It worked; had to play with newfs...

Thanks

On Wed, Aug 13, 2025 at 7:25 AM Todd Gruhn <tgru...@gmail.com> wrote:
>
> Ya, I know about  c and d sections -- but disklabel does
> not save them for me. I dont know what my prob is.
>
> On Wed, Aug 13, 2025 at 1:30 AM Michael van Elst <mlel...@serpens.de> wrote:
> >
> > tgru...@gmail.com (Todd Gruhn) writes:
> >
> > >I am trying to use SanDisk.
> >
> > >When I do 'dislabel -I -e' of this SanDisk, I see
> > >5 partitaions:
> > >  d: ...
> > >  e: ...
> >
> > >My NetBSD SanDisk says:
> > >4 partitions:
> > >   a: ...  4.2BSD
> > >   d: ...  unused
> >
> > >Why cant I change the non-UNIX  SanDisk, and
> > > make it look like the NetBSD SanDisk?
> >
> >
> > You can just do that. On the other hand, partitions a to c (and d on x86)

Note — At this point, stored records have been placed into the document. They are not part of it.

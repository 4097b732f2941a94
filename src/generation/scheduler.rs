//! Section scheduler: bounded parallel drafting with a single consumer loop.
//!
//! Workers run as tasks and report through an internal bus. The consumer loop here is the
//! only place that forwards their events to the caller, deduplicates section ends and
//! derives the rate-limited aggregate progress event.

use std::collections::HashSet;
use std::sync::atomic::{AtomicBool, Ordering};
use std::sync::Arc;
use std::time::{Duration, Instant};
use tokio::sync::Semaphore;
use tokio::task::JoinHandle;
use tracing::{debug, error, info};

use crate::config::GenerationSettings;
use crate::error::ApiError;
use crate::generation::worker::{draft_section, SectionJob, SectionResult, WorkerShared};
use crate::progress::{EventBus, ProgressEvent, SectionPhase};
use crate::text::SectionToken;

type WorkerHandle = JoinHandle<Result<SectionResult, ApiError>>;

/// Cancels outstanding workers unless disarmed. Queued workers fail to acquire a permit
/// once the semaphore is closed; running ones see the flag at their next checkpoint.
struct Teardown {
    cancelled: Arc<AtomicBool>,
    semaphore: Arc<Semaphore>,
    armed: bool,
}

impl Teardown {
    fn disarm(mut self) {
        self.armed = false;
    }
}

impl Drop for Teardown {
    fn drop(&mut self) {
        if self.armed {
            self.cancelled.store(true, Ordering::SeqCst);
            self.semaphore.close();
            debug!("Section workers cancelled");
        }
    }
}

pub struct SectionScheduler {
    max_workers: usize,
    progress_interval: Duration,
    poll_interval: Duration,
}

impl SectionScheduler {
    pub fn new(max_workers: usize, settings: &GenerationSettings) -> Self {
        Self {
            max_workers: max_workers.max(1),
            progress_interval: Duration::from_millis(settings.progress_interval_ms),
            poll_interval: Duration::from_millis(settings.poll_interval_ms.max(1)),
        }
    }

    pub fn max_workers(&self) -> usize {
        self.max_workers
    }

    /// Draft every job and return the results in job order.
    ///
    /// The first worker error aborts the batch: remaining workers are cancelled and the
    /// error is returned. Dropping the returned future cancels them the same way.
    pub async fn run(
        &self,
        shared: Arc<WorkerShared>,
        jobs: Vec<SectionJob>,
        events: &EventBus,
    ) -> Result<Vec<SectionResult>, ApiError> {
        let total = jobs.len();
        if total == 0 {
            return Ok(Vec::new());
        }
        let semaphore = Arc::new(Semaphore::new(self.max_workers));
        let teardown = Teardown {
            cancelled: shared.cancelled.clone(),
            semaphore: semaphore.clone(),
            armed: true,
        };
        info!(
            run_id = %shared.run_id,
            sections = total,
            max_workers = self.max_workers,
            "Drafting sections"
        );

        let (worker_bus, mut rx) = EventBus::new_pair();
        let mut handles: Vec<Option<WorkerHandle>> = Vec::with_capacity(total);
        for job in jobs {
            let shared = shared.clone();
            let semaphore = semaphore.clone();
            let bus = worker_bus.clone();
            handles.push(Some(tokio::spawn(async move {
                let _permit = semaphore
                    .acquire_owned()
                    .await
                    .map_err(|_| ApiError::Cancelled)?;
                draft_section(shared, job, bus).await
            })));
        }
        drop(worker_bus);

        let started = Instant::now();
        let mut results: Vec<Option<SectionResult>> = vec![None; total];
        let mut completed: HashSet<SectionToken> = HashSet::new();
        let mut last_progress: Option<Instant> = None;

        loop {
            harvest(&mut handles, &mut results, false).await?;
            match tokio::time::timeout(self.poll_interval, rx.recv()).await {
                Ok(Some(event)) => {
                    let ended = match event.section_phase() {
                        Some((token, SectionPhase::End)) => Some(token.clone()),
                        _ => None,
                    };
                    let Some(token) = ended else {
                        events.emit(event);
                        continue;
                    };
                    if !completed.insert(token.clone()) {
                        debug!(section = %token, "Duplicate section end dropped");
                        continue;
                    }
                    events.emit(event);
                    events.emit(ProgressEvent::Delta {
                        delta: format!("Completed {}/{}", completed.len(), total),
                    });

                    let now = Instant::now();
                    let due = last_progress
                        .map_or(true, |at| now.duration_since(at) >= self.progress_interval);
                    if due {
                        last_progress = Some(now);
                        let current = completed.len();
                        events.emit(ProgressEvent::Progress {
                            current,
                            total,
                            percent: (current * 100 / total) as u32,
                            section: token,
                            elapsed_ms: started.elapsed().as_millis() as u64,
                        });
                    }
                }
                // Every worker has dropped its bus handle and the queue is drained.
                Ok(None) => break,
                Err(_) => continue,
            }
        }

        harvest(&mut handles, &mut results, true).await?;
        teardown.disarm();

        let results: Vec<SectionResult> = results.into_iter().flatten().collect();
        if results.len() != total {
            return Err(ApiError::GenerationFailed(format!(
                "{} of {} sections produced no result",
                total - results.len(),
                total
            )));
        }
        info!(
            run_id = %shared.run_id,
            sections = total,
            elapsed_ms = started.elapsed().as_millis() as u64,
            "All sections drafted"
        );
        Ok(results)
    }
}

/// Collect finished workers (or all of them when `wait` is set). The first failure is
/// returned as is; a panicked worker becomes a generation failure.
async fn harvest(
    handles: &mut [Option<WorkerHandle>],
    results: &mut [Option<SectionResult>],
    wait: bool,
) -> Result<(), ApiError> {
    for (slot, result) in handles.iter_mut().zip(results.iter_mut()) {
        let ready = slot.as_ref().is_some_and(|h| wait || h.is_finished());
        if !ready {
            continue;
        }
        let Some(handle) = slot.take() else {
            continue;
        };
        match handle.await {
            Ok(Ok(section)) => *result = Some(section),
            Ok(Err(err)) => return Err(err),
            Err(join_err) => {
                error!(error = %join_err, "Section worker panicked");
                return Err(ApiError::GenerationFailed(format!(
                    "section worker failed: {}",
                    join_err
                )));
            }
        }
    }
    Ok(())
}

#[cfg(test)]
mod tests {
    use super::*;
    use crate::generation::evidence::EvidencePack;
    use crate::generation::filler::TemplateFiller;
    use crate::generation::plan::PlanSection;
    use crate::provider::{MockProvider, ModelClientResolver, ModelProviderClient};

    struct OneClient(Arc<MockProvider>);

    impl ModelClientResolver for OneClient {
        fn client_for(&self, _model: &str) -> Result<Arc<dyn ModelProviderClient>, ApiError> {
            Ok(self.0.clone())
        }
        fn default_model(&self) -> &str {
            "m"
        }
    }

    fn shared(mock: MockProvider, strict: bool, fast_draft: bool) -> Arc<WorkerShared> {
        Arc::new(WorkerShared {
            run_id: "run-test".to_string(),
            doc_title: "Supply Chains".to_string(),
            instruction: "Write a report on supply chains".to_string(),
            outline: vec![],
            sources: vec![],
            resolver: Arc::new(OneClient(Arc::new(mock))),
            cache: None,
            filler: Arc::new(TemplateFiller),
            attempts: 1,
            retry_backoff: Duration::from_millis(1),
            strict,
            fast_draft,
            temperature: 0.3,
            min_paragraphs: 2,
            cancelled: Arc::new(AtomicBool::new(false)),
        })
    }

    fn jobs(titles: &[&str]) -> Vec<SectionJob> {
        titles
            .iter()
            .map(|title| SectionJob {
                section: PlanSection {
                    section: SectionToken::h2(*title),
                    target_chars: 200,
                    min_chars: 150,
                    max_chars: 600,
                    min_tables: 0,
                    min_figures: 0,
                    key_points: vec![],
                    evidence_queries: vec![],
                },
                model: "m".to_string(),
                evidence: EvidencePack::default(),
            })
            .collect()
    }

    fn settings() -> GenerationSettings {
        GenerationSettings {
            progress_interval_ms: 0,
            poll_interval_ms: 10,
            ..GenerationSettings::default()
        }
    }

    #[tokio::test]
    async fn results_come_back_in_plan_order_with_one_end_each() {
        let scheduler = SectionScheduler::new(2, &settings());
        let (bus, mut rx) = EventBus::new_pair();
        let results = scheduler
            .run(
                shared(MockProvider::new("m", vec![]), false, true),
                jobs(&["Background", "Design", "Conclusion"]),
                &bus,
            )
            .await
            .unwrap();
        let titles: Vec<&str> = results.iter().map(|r| r.section.title()).collect();
        assert_eq!(titles, vec!["Background", "Design", "Conclusion"]);

        let mut ends = 0;
        let mut progress = Vec::new();
        let mut completions = Vec::new();
        while let Ok(event) = rx.try_recv() {
            match event {
                ProgressEvent::Section { phase: SectionPhase::End, .. } => ends += 1,
                ProgressEvent::Progress { current, total, .. } => progress.push((current, total)),
                ProgressEvent::Delta { delta } => completions.push(delta),
                _ => {}
            }
        }
        assert_eq!(ends, 3);
        assert_eq!(progress, vec![(1, 3), (2, 3), (3, 3)]);
        assert_eq!(completions, vec!["Completed 1/3", "Completed 2/3", "Completed 3/3"]);
    }

    #[tokio::test]
    async fn progress_is_rate_limited() {
        let settings = GenerationSettings {
            progress_interval_ms: 60_000,
            poll_interval_ms: 10,
            ..GenerationSettings::default()
        };
        let scheduler = SectionScheduler::new(4, &settings);
        let (bus, mut rx) = EventBus::new_pair();
        scheduler
            .run(
                shared(MockProvider::new("m", vec![]), false, true),
                jobs(&["A", "B", "C", "D"]),
                &bus,
            )
            .await
            .unwrap();
        let mut progress = 0;
        while let Ok(event) = rx.try_recv() {
            if matches!(event, ProgressEvent::Progress { .. }) {
                progress += 1;
            }
        }
        assert_eq!(progress, 1);
    }

    #[tokio::test]
    async fn strict_failure_aborts_and_cancels() {
        let scheduler = SectionScheduler::new(1, &settings());
        let (bus, _rx) = EventBus::new_pair();
        let shared = shared(
            MockProvider::new("m", vec![Err("down".to_string())]),
            true,
            false,
        );
        let err = scheduler
            .run(shared.clone(), jobs(&["Background", "Design"]), &bus)
            .await
            .unwrap_err();
        assert!(matches!(err, ApiError::StrictEmptySection(ref t) if t == "Background"));
        assert!(shared.cancelled.load(Ordering::SeqCst));
    }
}
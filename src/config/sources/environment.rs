//! Environment source: DOCWEAVE__GENERATION__MAX_WORKERS=4 style overrides.

use config::builder::DefaultState;
use config::ConfigBuilder;
use config::Environment;

pub fn add_to_builder(builder: ConfigBuilder<DefaultState>) -> ConfigBuilder<DefaultState> {
    builder.add_source(
        Environment::with_prefix("DOCWEAVE")
            .prefix_separator("__")
            .separator("__")
            .try_parsing(true)
            .list_separator(",")
            .with_list_parse_key("models.worker_models")
            .with_list_parse_key("models.support_keywords"),
    )
}
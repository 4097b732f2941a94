//! In-process event bus for progress events.

use tokio::sync::mpsc::{unbounded_channel, UnboundedReceiver, UnboundedSender};

use crate::progress::event::ProgressEvent;

#[derive(Clone)]
pub struct EventBus {
    sender: UnboundedSender<ProgressEvent>,
}

impl EventBus {
    pub fn new_pair() -> (Self, UnboundedReceiver<ProgressEvent>) {
        let (sender, receiver) = unbounded_channel();
        (Self { sender }, receiver)
    }

    /// Best-effort send. Returns `false` once the receiving side is gone; producers keep
    /// running and their events are dropped.
    pub fn emit(&self, event: ProgressEvent) -> bool {
        self.sender.send(event).is_ok()
    }

    pub fn is_closed(&self) -> bool {
        self.sender.is_closed()
    }
}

> > have a special meaning (a is root, b is swap, ..). So if you want to
> > parition a "data disk", then using e and following is better.
> >
> >
> > >Can I get a label from one SanDisk, and write it
> > >to the other SanDisk?
> >
> > You can do something like:
> >
> > disklabel sd0 > mylabel
> > disklabel -R sd1 mylabel
> >
> > That requires that these are disks with identical geometry.
> > You also may want to have meaningful 'disk' and 'label'
> > fields. None of that is ensured when you copy a label.